Önce küçük kazanı vermiş.
Komşusu şaşırmış, "hocam bu ne?"
“Kazan doğurdu.”
Sonra göz koyduğu kazanı istemiş hoca.
Günler sonra kapısı çalınmış.
“Hocam, kazanı almaya geldim.”
“Kazan öldü.”
“Kazan ölür mü hocam?”
“Doğduğuna inandın da, öldüğüne mi inanmıyorsun?”
Ver papazı, al papazı muhabbetinden nerelere geldik.
Amerika, papazı versek de yemeyecekmiş.
12 vatandaşı ile Büyükelçilikte çalışan üç Türk mensubu da hapiste imiş, onların da verilmesini isteyecekmiş.
“Ver papazı” derken, elimizdeki Papazı doğurttuk.
Sızan bilgilere göre, adam, giden heyetimize papazın üstüne bir de hapisteki 12 vatandaşını isteyecekmiş.
Türkiye’yi sarsmayı kafasına koymuş bir kere.
Bahane üstüne bahane uyduracak, belli.
Daha Halkbank meselesi ne olacak, onu da bilmiyoruz.
Köftehorun iştahı bitmeyecek.
İstedikçe isteyecek.
Doları şişirdikçe şişirip bizi ekonomik krize sürükleyecek.
İranla ilişkilerimizi bozacak.
Suriye’de aleyhimize ne varsa onları yapacak.
Peki, biz ne yapmalıyız.
Önce, içeride alınması gereken tedbirleri almalıyız.
Hukuk devleti olmalıyız.
İçeriye de, dışarıya da güven vermeliyiz.
Merkez Bankasını ve benzer kurumları serbest bırakmalıyız.
İlhan Kesici’nin dediklerini hatırladım şimdi:
“Ekonomiden bir kişi sorumlu olmalı, orta vadeli bir plan açıklanmalı, güven verici tedbirler hayata geçirilmeli.”
Bürokratlar şahsiyetli olmalı, dik durmalı, görevlerinin bilincinde hareket etmeliler meselâ.
Osmanlı Padişahı üçüncü Osman kızgın mizancıyla bilinen bir padişah.
Hekimoğlu Ali Paşa namında bir de zadrazamı var.

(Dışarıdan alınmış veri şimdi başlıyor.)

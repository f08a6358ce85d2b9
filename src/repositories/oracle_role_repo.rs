//! Secondary-store role repository.
//!
//! Raw parameterized statements against the `oracle_users_role` reference
//! table. The stored description column is named `describe`; reads alias
//! it to `description` for deserialization into `OracleRoleRow`.

use diesel::prelude::*;
use diesel::sql_query;
use diesel::sql_types::{BigInt, Nullable, Text};
use diesel_async::RunQueryDsl;

use crate::db::AsyncDbPool;
use crate::error::AppError;
use crate::models::OracleRoleRow;

const SELECT_COLUMNS: &str = "SELECT id, name, describe AS description FROM oracle_users_role";

/// Secondary-store role repository holding the secondary pool.
#[derive(Clone)]
pub struct OracleRoleRepository {
    pool: AsyncDbPool,
}

impl OracleRoleRepository {
    pub fn new(pool: AsyncDbPool) -> Self {
        Self { pool }
    }

    /// Lists all roles ordered by ascending id.
    pub async fn list_all(&self) -> Result<Vec<OracleRoleRow>, AppError> {
        let mut conn = self.pool.get().await?;

        sql_query(format!("{SELECT_COLUMNS} ORDER BY id ASC"))
            .load(&mut conn)
            .await
            .map_err(AppError::from)
    }

    /// Finds a role by id.
    pub async fn find_by_id(&self, role_id: i64) -> Result<Option<OracleRoleRow>, AppError> {
        let mut conn = self.pool.get().await?;

        sql_query(format!("{SELECT_COLUMNS} WHERE id = $1"))
            .bind::<BigInt, _>(role_id)
            .get_result(&mut conn)
            .await
            .optional()
            .map_err(AppError::from)
    }

    /// Inserts a role row; the id column is database-generated.
    pub async fn insert(
        &self,
        name: Option<&str>,
        description: Option<&str>,
    ) -> Result<usize, AppError> {
        let mut conn = self.pool.get().await?;

        sql_query("INSERT INTO oracle_users_role (name, describe) VALUES ($1, $2)")
            .bind::<Nullable<Text>, _>(name)
            .bind::<Nullable<Text>, _>(description)
            .execute(&mut conn)
            .await
            .map_err(AppError::from)
    }

    /// Updates a role row.
    ///
    /// # Returns
    /// The number of affected rows (0 when the id does not exist)
    pub async fn update(
        &self,
        role_id: i64,
        name: Option<&str>,
        description: Option<&str>,
    ) -> Result<usize, AppError> {
        let mut conn = self.pool.get().await?;

        sql_query("UPDATE oracle_users_role SET name = $1, describe = $2 WHERE id = $3")
            .bind::<Nullable<Text>, _>(name)
            .bind::<Nullable<Text>, _>(description)
            .bind::<BigInt, _>(role_id)
            .execute(&mut conn)
            .await
            .map_err(AppError::from)
    }

    /// Deletes a role row.
    pub async fn delete(&self, role_id: i64) -> Result<usize, AppError> {
        let mut conn = self.pool.get().await?;

        sql_query("DELETE FROM oracle_users_role WHERE id = $1")
            .bind::<BigInt, _>(role_id)
            .execute(&mut conn)
            .await
            .map_err(AppError::from)
    }
}
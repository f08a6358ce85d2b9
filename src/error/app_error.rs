use axum::extract::rejection::{JsonRejection, PathRejection};
use thiserror::Error;

/// A single field-level validation failure, surfaced in 400 responses.
#[derive(Debug, Clone, PartialEq, Eq, serde::Serialize)]
pub struct ValidationFieldError {
    pub field: String,
    pub message: String,
}

/// Application-wide error type.
///
/// NotFound and validation failures carry structured context for the
/// response body; everything else wraps its source and surfaces as an
/// opaque 5xx. There is no retry or recovery logic anywhere above this
/// type: a failed statement fails the request.
#[derive(Error, Debug)]
pub enum AppError {
    /// Resource not found error with entity, field, and value information
    #[error("Resource not found: {entity} with {field}={value}")]
    NotFound {
        entity: String,
        field: String,
        value: String,
    },

    /// Request payload failed validation, with per-field details
    #[error("Validation failed for {} field(s)", errors.len())]
    ValidationErrors { errors: Vec<ValidationFieldError> },

    /// Bad request error with descriptive message
    #[error("Bad request: {message}")]
    BadRequest { message: String },

    /// Database operation error with operation context
    #[error("Database operation failed: {operation}")]
    Database {
        operation: String,
        #[source]
        source: anyhow::Error,
    },

    /// Configuration error with key information
    #[error("Configuration error: {key}")]
    Configuration {
        key: String,
        #[source]
        source: anyhow::Error,
    },

    /// Connection pool error
    #[error("Connection pool error")]
    ConnectionPool {
        #[source]
        source: anyhow::Error,
    },

    /// Internal error for unexpected failures
    #[error("Internal error")]
    Internal {
        #[source]
        source: anyhow::Error,
    },
}

impl AppError {
    /// Builds the standard NotFound error for an id-keyed lookup miss.
    pub fn not_found(entity: &str, id: i64) -> Self {
        AppError::NotFound {
            entity: entity.to_string(),
            field: "id".to_string(),
            value: id.to_string(),
        }
    }
}

impl From<anyhow::Error> for AppError {
    fn from(error: anyhow::Error) -> Self {
        AppError::Internal { source: error }
    }
}

impl From<diesel::result::Error> for AppError {
    fn from(error: diesel::result::Error) -> Self {
        match error {
            diesel::result::Error::NotFound => AppError::NotFound {
                entity: "resource".to_string(),
                field: "id".to_string(),
                value: "unknown".to_string(),
            },
            // Constraint violations included: they propagate as unhandled
            // faults, the API does no partial-failure compensation.
            other => AppError::Database {
                operation: "database operation".to_string(),
                source: anyhow::Error::from(other),
            },
        }
    }
}

impl From<bb8::RunError<diesel_async::pooled_connection::PoolError>> for AppError {
    fn from(error: bb8::RunError<diesel_async::pooled_connection::PoolError>) -> Self {
        AppError::ConnectionPool {
            source: anyhow::Error::from(error),
        }
    }
}

impl From<validator::ValidationErrors> for AppError {
    fn from(errors: validator::ValidationErrors) -> Self {
        let mut field_errors: Vec<ValidationFieldError> = errors
            .field_errors()
            .iter()
            .flat_map(|(field, errs)| {
                errs.iter().map(|err| ValidationFieldError {
                    field: field.to_string(),
                    message: err
                        .message
                        .as_ref()
                        .map(|m| m.to_string())
                        .unwrap_or_else(|| err.code.to_string()),
                })
            })
            .collect();
        field_errors.sort_by(|a, b| a.field.cmp(&b.field));
        AppError::ValidationErrors {
            errors: field_errors,
        }
    }
}

impl From<JsonRejection> for AppError {
    fn from(rejection: JsonRejection) -> Self {
        AppError::BadRequest {
            message: rejection.body_text(),
        }
    }
}

impl From<PathRejection> for AppError {
    fn from(rejection: PathRejection) -> Self {
        AppError::BadRequest {
            message: rejection.body_text(),
        }
    }
}

/// Type alias for Result with AppError to simplify function signatures
pub type AppResult<T> = Result<T, AppError>;

#[cfg(test)]
mod tests {
    use super::*;
    use validator::Validate;

    #[derive(Debug, Validate)]
    struct Payload {
        #[validate(length(min = 3, message = "Name must be at least 3 characters"))]
        name: String,
        #[validate(length(max = 5, message = "Code must be at most 5 characters"))]
        code: String,
    }

    #[test]
    fn test_not_found_constructor() {
        let error = AppError::not_found("postgres user", 42);
        match error {
            AppError::NotFound {
                entity,
                field,
                value,
            } => {
                assert_eq!(entity, "postgres user");
                assert_eq!(field, "id");
                assert_eq!(value, "42");
            }
            other => panic!("Expected NotFound, got {:?}", other),
        }
    }

    #[test]
    fn test_validator_errors_convert_to_field_errors() {
        let payload = Payload {
            name: "ab".to_string(),
            code: "toolong".to_string(),
        };
        let error: AppError = payload.validate().unwrap_err().into();
        match error {
            AppError::ValidationErrors { errors } => {
                assert_eq!(errors.len(), 2);
                // Sorted by field name for deterministic responses.
                assert_eq!(errors[0].field, "code");
                assert!(errors[0].message.contains("at most 5"));
                assert_eq!(errors[1].field, "name");
                assert!(errors[1].message.contains("at least 3"));
            }
            other => panic!("Expected ValidationErrors, got {:?}", other),
        }
    }

    #[test]
    fn test_diesel_not_found_maps_to_not_found() {
        let error: AppError = diesel::result::Error::NotFound.into();
        assert!(matches!(error, AppError::NotFound { .. }));
    }

    #[test]
    fn test_diesel_rollback_maps_to_database() {
        let error: AppError = diesel::result::Error::RollbackTransaction.into();
        assert!(matches!(error, AppError::Database { .. }));
    }
}
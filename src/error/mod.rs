mod app_error;

pub use app_error::{AppError, AppResult, ValidationFieldError};
//! Repository layer for data access operations.
//!
//! Provides async CRUD operations for all domain entities. The primary
//! store is reached through the diesel DSL; the secondary store through
//! raw parameterized statements. Each repository is bound to exactly one
//! of the two pools.

mod oracle_grant_repo;
mod oracle_role_repo;
mod oracle_user_repo;
mod postgres_user_repo;

pub use oracle_grant_repo::OracleGrantRepository;
pub use oracle_role_repo::OracleRoleRepository;
pub use oracle_user_repo::OracleUserRepository;
pub use postgres_user_repo::PostgresUserRepository;

use crate::db::AsyncDbPool;

/// Aggregates all repositories for convenient access.
///
/// Since `AsyncDbPool` uses `Arc` internally, cloning is cheap.
#[derive(Clone)]
pub struct Repositories {
    pub postgres_users: PostgresUserRepository,
    pub oracle_users: OracleUserRepository,
    pub oracle_roles: OracleRoleRepository,
    pub oracle_grants: OracleGrantRepository,
}

impl Repositories {
    /// Creates a new Repositories instance with all repositories initialized.
    ///
    /// # Arguments
    /// * `primary_pool` - Pool for the primary store
    /// * `secondary_pool` - Pool for the secondary store
    pub fn new(primary_pool: AsyncDbPool, secondary_pool: AsyncDbPool) -> Self {
        Self {
            postgres_users: PostgresUserRepository::new(primary_pool),
            oracle_users: OracleUserRepository::new(secondary_pool.clone()),
            oracle_roles: OracleRoleRepository::new(secondary_pool.clone()),
            oracle_grants: OracleGrantRepository::new(secondary_pool),
        }
    }
}
//! API module for HTTP handlers, middleware, and DTOs.
//!
//! This module provides the HTTP API layer for the application,
//! including request handlers, middleware components, and data transfer objects.

pub mod dto;
pub mod handlers;
pub mod middleware;
pub mod routes;
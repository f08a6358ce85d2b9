use chrono::NaiveDate;
use diesel::prelude::*;
use diesel::sql_types::{BigInt, Date, Nullable, Text};

/// Secondary-store user row, read back from raw SQL.
///
/// The `oracle_users` table is not declared in the diesel schema; rows
/// are deserialized by column name from `sql_query` results, so the
/// SELECT statements alias `birth_date_ora` to `birth_date`.
#[derive(Debug, QueryableByName, Clone, PartialEq, Eq)]
pub struct OracleUserRow {
    #[diesel(sql_type = BigInt)]
    pub id: i64,
    #[diesel(sql_type = Nullable<Text>)]
    pub name: Option<String>,
    #[diesel(sql_type = Nullable<Date>)]
    pub birth_date: Option<NaiveDate>,
    #[diesel(sql_type = Nullable<Text>)]
    pub sex: Option<String>,
    #[diesel(sql_type = Nullable<BigInt>)]
    pub role_id: Option<i64>,
    #[diesel(sql_type = Nullable<BigInt>)]
    pub grant_id: Option<i64>,
}
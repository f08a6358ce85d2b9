//! Secondary-store grant CRUD request handlers.

use axum::{
    Json, Router,
    extract::{Path, State},
    http::StatusCode,
    routing::get,
};

use crate::api::dto::{OracleGrantResponse, SaveOracleGrantRequest};
use crate::error::AppError;
use crate::state::AppState;
use crate::utils::ValidatedJson;

/// Creates secondary-store grant routes.
///
/// Routes:
/// - GET /        - List all grants
/// - POST /       - Create a new grant
/// - GET /{id}    - Get grant by ID
/// - PUT /{id}    - Update grant by ID
/// - DELETE /{id} - Delete grant by ID
pub fn oracle_grant_routes() -> Router<AppState> {
    Router::new()
        .route("/", get(list_grants).post(create_grant))
        .route(
            "/{id}",
            get(get_grant).put(update_grant).delete(delete_grant),
        )
}

/// GET /oracle/grants - List all grants.
async fn list_grants(
    State(state): State<AppState>,
) -> Result<Json<Vec<OracleGrantResponse>>, AppError> {
    let grants = state.services.oracle_grants.list_grants().await?;
    let responses: Vec<OracleGrantResponse> =
        grants.into_iter().map(OracleGrantResponse::from).collect();
    Ok(Json(responses))
}

/// GET /oracle/grants/{id} - Get grant by ID, 404 if absent.
async fn get_grant(
    State(state): State<AppState>,
    Path(id): Path<i64>,
) -> Result<Json<OracleGrantResponse>, AppError> {
    let grant = state.services.oracle_grants.get_grant(id).await?;
    Ok(Json(OracleGrantResponse::from(grant)))
}

/// POST /oracle/grants - Create a grant, 201 with empty body.
async fn create_grant(
    State(state): State<AppState>,
    ValidatedJson(payload): ValidatedJson<SaveOracleGrantRequest>,
) -> Result<StatusCode, AppError> {
    state
        .services
        .oracle_grants
        .create_grant(payload.name.as_deref(), payload.description.as_deref())
        .await?;
    Ok(StatusCode::CREATED)
}

/// PUT /oracle/grants/{id} - Update a grant, 200 with empty body, 404 if absent.
async fn update_grant(
    State(state): State<AppState>,
    Path(id): Path<i64>,
    ValidatedJson(payload): ValidatedJson<SaveOracleGrantRequest>,
) -> Result<StatusCode, AppError> {
    state
        .services
        .oracle_grants
        .update_grant(id, payload.name.as_deref(), payload.description.as_deref())
        .await?;
    Ok(StatusCode::OK)
}

/// DELETE /oracle/grants/{id} - Delete a grant, 204 on success, 404 if absent.
async fn delete_grant(
    State(state): State<AppState>,
    Path(id): Path<i64>,
) -> Result<StatusCode, AppError> {
    state.services.oracle_grants.delete_grant(id).await?;
    Ok(StatusCode::NO_CONTENT)
}
//! Secondary-store user repository.
//!
//! The secondary store's tables are not declared in the diesel schema;
//! every operation here is a hand-written parameterized statement issued
//! through `sql_query`. Reads alias `birth_date_ora` to `birth_date` so
//! rows deserialize by column name into `OracleUserRow`.

use chrono::NaiveDate;
use diesel::prelude::*;
use diesel::sql_query;
use diesel::sql_types::{BigInt, Date, Nullable, Text};
use diesel_async::RunQueryDsl;

use crate::db::AsyncDbPool;
use crate::error::AppError;
use crate::models::OracleUserRow;

const SELECT_COLUMNS: &str =
    "SELECT id, name, birth_date_ora AS birth_date, sex, role_id, grant_id FROM oracle_users";

/// Secondary-store user repository holding the secondary pool.
#[derive(Clone)]
pub struct OracleUserRepository {
    pool: AsyncDbPool,
}

impl OracleUserRepository {
    /// Creates a new OracleUserRepository with the given connection pool.
    pub fn new(pool: AsyncDbPool) -> Self {
        Self { pool }
    }

    /// Lists all users ordered by ascending id.
    pub async fn list_all(&self) -> Result<Vec<OracleUserRow>, AppError> {
        let mut conn = self.pool.get().await?;

        sql_query(format!("{SELECT_COLUMNS} ORDER BY id ASC"))
            .load(&mut conn)
            .await
            .map_err(AppError::from)
    }

    /// Finds a user by id.
    ///
    /// # Returns
    /// `Some(OracleUserRow)` if found, `None` otherwise
    pub async fn find_by_id(&self, user_id: i64) -> Result<Option<OracleUserRow>, AppError> {
        let mut conn = self.pool.get().await?;

        sql_query(format!("{SELECT_COLUMNS} WHERE id = $1"))
            .bind::<BigInt, _>(user_id)
            .get_result(&mut conn)
            .await
            .optional()
            .map_err(AppError::from)
    }

    /// Inserts a user row.
    ///
    /// The id column is database-generated and never supplied here. Role
    /// and grant are written as bare id columns.
    pub async fn insert(
        &self,
        name: Option<&str>,
        birth_date: Option<NaiveDate>,
        sex: Option<&str>,
        role_id: Option<i64>,
        grant_id: Option<i64>,
    ) -> Result<usize, AppError> {
        let mut conn = self.pool.get().await?;

        sql_query(
            "INSERT INTO oracle_users (name, birth_date_ora, sex, role_id, grant_id) \
             VALUES ($1, $2, $3, $4, $5)",
        )
        .bind::<Nullable<Text>, _>(name)
        .bind::<Nullable<Date>, _>(birth_date)
        .bind::<Nullable<Text>, _>(sex)
        .bind::<Nullable<BigInt>, _>(role_id)
        .bind::<Nullable<BigInt>, _>(grant_id)
        .execute(&mut conn)
        .await
        .map_err(AppError::from)
    }

    /// Updates a user row with a targeted column list.
    ///
    /// # Returns
    /// The number of affected rows (0 when the id does not exist)
    pub async fn update(
        &self,
        user_id: i64,
        name: Option<&str>,
        birth_date: Option<NaiveDate>,
        sex: Option<&str>,
        role_id: Option<i64>,
        grant_id: Option<i64>,
    ) -> Result<usize, AppError> {
        let mut conn = self.pool.get().await?;

        sql_query(
            "UPDATE oracle_users SET name = $1, birth_date_ora = $2, sex = $3, \
             role_id = $4, grant_id = $5 WHERE id = $6",
        )
        .bind::<Nullable<Text>, _>(name)
        .bind::<Nullable<Date>, _>(birth_date)
        .bind::<Nullable<Text>, _>(sex)
        .bind::<Nullable<BigInt>, _>(role_id)
        .bind::<Nullable<BigInt>, _>(grant_id)
        .bind::<BigInt, _>(user_id)
        .execute(&mut conn)
        .await
        .map_err(AppError::from)
    }

    /// Deletes a user row.
    ///
    /// # Returns
    /// The number of affected rows (0 or 1)
    pub async fn delete(&self, user_id: i64) -> Result<usize, AppError> {
        let mut conn = self.pool.get().await?;

        sql_query("DELETE FROM oracle_users WHERE id = $1")
            .bind::<BigInt, _>(user_id)
            .execute(&mut conn)
            .await
            .map_err(AppError::from)
    }
}
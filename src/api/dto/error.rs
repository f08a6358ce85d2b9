//! Error response DTOs.

use serde::Serialize;

use crate::error::ValidationFieldError;

/// Standard error response format.
#[derive(Debug, Serialize)]
pub struct ErrorResponse {
    pub code: String,
    pub message: String,
    #[serde(skip_serializing_if = "Option::is_none")]
    pub details: Option<String>,
    #[serde(skip_serializing_if = "Option::is_none")]
    pub errors: Option<Vec<ValidationFieldError>>,
    #[serde(skip_serializing_if = "Option::is_none")]
    pub request_id: Option<String>,
}

impl ErrorResponse {
    /// Creates a new error response with code and message.
    pub fn new(code: &str, message: &str) -> Self {
        Self {
            code: code.to_string(),
            message: message.to_string(),
            details: None,
            errors: None,
            request_id: None,
        }
    }

    /// Adds details to the error response.
    pub fn with_details(mut self, details: &str) -> Self {
        self.details = Some(details.to_string());
        self
    }

    /// Adds per-field validation errors to the error response.
    pub fn with_field_errors(mut self, errors: Vec<ValidationFieldError>) -> Self {
        self.errors = Some(errors);
        self
    }

    /// Adds request ID to the error response for correlation.
    pub fn with_request_id(mut self, request_id: &str) -> Self {
        self.request_id = Some(request_id.to_string());
        self
    }
}

#[cfg(test)]
mod tests {
    use super::*;

    #[test]
    fn test_optional_fields_skipped_when_absent() {
        let response = ErrorResponse::new("NOT_FOUND", "missing");
        let json = serde_json::to_value(&response).unwrap();
        let object = json.as_object().unwrap();
        assert!(!object.contains_key("details"));
        assert!(!object.contains_key("errors"));
        assert!(!object.contains_key("request_id"));
    }

    #[test]
    fn test_builder_chain() {
        let response = ErrorResponse::new("VALIDATION_ERROR", "Validation failed")
            .with_field_errors(vec![ValidationFieldError {
                field: "name".to_string(),
                message: "must not be blank".to_string(),
            }])
            .with_request_id("req-1");
        let json = serde_json::to_value(&response).unwrap();
        assert_eq!(json["errors"][0]["field"], "name");
        assert_eq!(json["request_id"], "req-1");
    }
}
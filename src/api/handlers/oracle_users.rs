//! Secondary-store user CRUD request handlers.
//!
//! Write endpoints return empty bodies: the store generates ids on
//! insert and the insert statement does not return the row, so there is
//! nothing authoritative to echo back.

use axum::{
    Json, Router,
    extract::{Path, State},
    http::StatusCode,
    routing::get,
};

use crate::api::dto::{OracleUserResponse, SaveOracleUserRequest};
use crate::error::AppError;
use crate::services::OracleUserWrite;
use crate::state::AppState;
use crate::utils::ValidatedJson;

/// Creates secondary-store user routes.
///
/// Routes:
/// - GET /        - List all users
/// - POST /       - Create a new user
/// - GET /{id}    - Get user by ID
/// - PUT /{id}    - Update user by ID
/// - DELETE /{id} - Delete user by ID
pub fn oracle_user_routes() -> Router<AppState> {
    Router::new()
        .route("/", get(list_users).post(create_user))
        .route("/{id}", get(get_user).put(update_user).delete(delete_user))
}

fn into_write(payload: SaveOracleUserRequest) -> OracleUserWrite {
    let role_id = payload.role_id();
    let grant_id = payload.grant_id();
    OracleUserWrite {
        name: payload.name,
        birth_date: payload.birth_date,
        sex: payload.sex,
        role_id,
        grant_id,
    }
}

/// GET /oracle/users - List all users with enriched role/grant references.
async fn list_users(
    State(state): State<AppState>,
) -> Result<Json<Vec<OracleUserResponse>>, AppError> {
    let users = state.services.oracle_users.list_users().await?;
    let responses: Vec<OracleUserResponse> =
        users.into_iter().map(OracleUserResponse::from).collect();
    Ok(Json(responses))
}

/// GET /oracle/users/{id} - Get user by ID, 404 if absent.
async fn get_user(
    State(state): State<AppState>,
    Path(id): Path<i64>,
) -> Result<Json<OracleUserResponse>, AppError> {
    let user = state.services.oracle_users.get_user(id).await?;
    Ok(Json(OracleUserResponse::from(user)))
}

/// POST /oracle/users - Create a user, 201 with empty body.
async fn create_user(
    State(state): State<AppState>,
    ValidatedJson(payload): ValidatedJson<SaveOracleUserRequest>,
) -> Result<StatusCode, AppError> {
    state
        .services
        .oracle_users
        .create_user(into_write(payload))
        .await?;
    Ok(StatusCode::CREATED)
}

/// PUT /oracle/users/{id} - Update a user, 200 with empty body, 404 if absent.
async fn update_user(
    State(state): State<AppState>,
    Path(id): Path<i64>,
    ValidatedJson(payload): ValidatedJson<SaveOracleUserRequest>,
) -> Result<StatusCode, AppError> {
    state
        .services
        .oracle_users
        .update_user(id, into_write(payload))
        .await?;
    Ok(StatusCode::OK)
}

/// DELETE /oracle/users/{id} - Delete a user, 204 on success, 404 if absent.
async fn delete_user(
    State(state): State<AppState>,
    Path(id): Path<i64>,
) -> Result<StatusCode, AppError> {
    state.services.oracle_users.delete_user(id).await?;
    Ok(StatusCode::NO_CONTENT)
}
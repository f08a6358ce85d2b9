//! Secondary-store grant repository.
//!
//! Same shape as the role repository, against the `oracle_users_grant`
//! reference table.

use diesel::prelude::*;
use diesel::sql_query;
use diesel::sql_types::{BigInt, Nullable, Text};
use diesel_async::RunQueryDsl;

use crate::db::AsyncDbPool;
use crate::error::AppError;
use crate::models::OracleGrantRow;

const SELECT_COLUMNS: &str = "SELECT id, name, describe AS description FROM oracle_users_grant";

/// Secondary-store grant repository holding the secondary pool.
#[derive(Clone)]
pub struct OracleGrantRepository {
    pool: AsyncDbPool,
}

impl OracleGrantRepository {
    pub fn new(pool: AsyncDbPool) -> Self {
        Self { pool }
    }

    /// Lists all grants ordered by ascending id.
    pub async fn list_all(&self) -> Result<Vec<OracleGrantRow>, AppError> {
        let mut conn = self.pool.get().await?;

        sql_query(format!("{SELECT_COLUMNS} ORDER BY id ASC"))
            .load(&mut conn)
            .await
            .map_err(AppError::from)
    }

    /// Finds a grant by id.
    pub async fn find_by_id(&self, grant_id: i64) -> Result<Option<OracleGrantRow>, AppError> {
        let mut conn = self.pool.get().await?;

        sql_query(format!("{SELECT_COLUMNS} WHERE id = $1"))
            .bind::<BigInt, _>(grant_id)
            .get_result(&mut conn)
            .await
            .optional()
            .map_err(AppError::from)
    }

    /// Inserts a grant row; the id column is database-generated.
    pub async fn insert(
        &self,
        name: Option<&str>,
        description: Option<&str>,
    ) -> Result<usize, AppError> {
        let mut conn = self.pool.get().await?;

        sql_query("INSERT INTO oracle_users_grant (name, describe) VALUES ($1, $2)")
            .bind::<Nullable<Text>, _>(name)
            .bind::<Nullable<Text>, _>(description)
            .execute(&mut conn)
            .await
            .map_err(AppError::from)
    }

    /// Updates a grant row.
    ///
    /// # Returns
    /// The number of affected rows (0 when the id does not exist)
    pub async fn update(
        &self,
        grant_id: i64,
        name: Option<&str>,
        description: Option<&str>,
    ) -> Result<usize, AppError> {
        let mut conn = self.pool.get().await?;

        sql_query("UPDATE oracle_users_grant SET name = $1, describe = $2 WHERE id = $3")
            .bind::<Nullable<Text>, _>(name)
            .bind::<Nullable<Text>, _>(description)
            .bind::<BigInt, _>(grant_id)
            .execute(&mut conn)
            .await
            .map_err(AppError::from)
    }

    /// Deletes a grant row.
    pub async fn delete(&self, grant_id: i64) -> Result<usize, AppError> {
        let mut conn = self.pool.get().await?;

        sql_query("DELETE FROM oracle_users_grant WHERE id = $1")
            .bind::<BigInt, _>(grant_id)
            .execute(&mut conn)
            .await
            .map_err(AppError::from)
    }
}
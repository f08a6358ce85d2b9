use chrono::NaiveDate;
use diesel::prelude::*;

/// Primary-store user model for reading from the database.
/// Derives Queryable for SELECT operations and Selectable for type-safe
/// column selection.
#[derive(Debug, Queryable, Selectable, Clone, PartialEq, Eq)]
#[diesel(table_name = crate::schema::postgres_users)]
#[diesel(check_for_backend(diesel::pg::Pg))]
pub struct PostgresUser {
    pub id: i64,
    pub name: String,
    pub birth_date: Option<NaiveDate>,
    pub gender: Option<String>,
    pub role: String,
    pub grant_field: Option<String>,
}

/// Insert model for the primary-store user table.
///
/// The id is caller-assigned, never generated; uniqueness is enforced by
/// the store's primary-key constraint, not by the application.
#[derive(Debug, Insertable, Clone)]
#[diesel(table_name = crate::schema::postgres_users)]
pub struct NewPostgresUser {
    pub id: i64,
    pub name: String,
    pub birth_date: Option<NaiveDate>,
    pub gender: Option<String>,
    pub role: String,
    pub grant_field: Option<String>,
}

/// Full-replace changeset for the primary-store user table.
///
/// Updates overwrite every column; `treat_none_as_null` makes an absent
/// optional field clear the stored value instead of being skipped. This
/// replace-all contract is deliberate, not partial/patch semantics.
#[derive(Debug, AsChangeset, Clone)]
#[diesel(table_name = crate::schema::postgres_users)]
#[diesel(treat_none_as_null = true)]
pub struct ReplacePostgresUser {
    pub name: String,
    pub birth_date: Option<NaiveDate>,
    pub gender: Option<String>,
    pub role: String,
    pub grant_field: Option<String>,
}
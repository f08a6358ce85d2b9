//! Middleware components for request processing.
//!
//! This module contains middleware for logging, request ID tracking,
//! and error response formatting.

mod error_handler;
mod logging;
mod request_id;

pub use error_handler::status_for;
pub use logging::logging_middleware;
pub use request_id::{RequestId, request_id_middleware};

İran seferi yüzünden Padişah ile ters düşer.
Bunun üzerine üçüncü Osman celâllenip şöyle der:
“Şimdi seni sadrazamlıktan alır, yerine de hamallar kâhyası Ali Usta’yı vezir yaparım.”
“Yaparsınız da padişahım, bana Hekimoğlu Paşa derler, ona da Hamal Ali Paşa !”
Kız Kulesinde zındana atılan ikinci adam olur Hekimoğlu Paşa.
Ama, şahsiyetli bir vezir olarak tarihe geçer.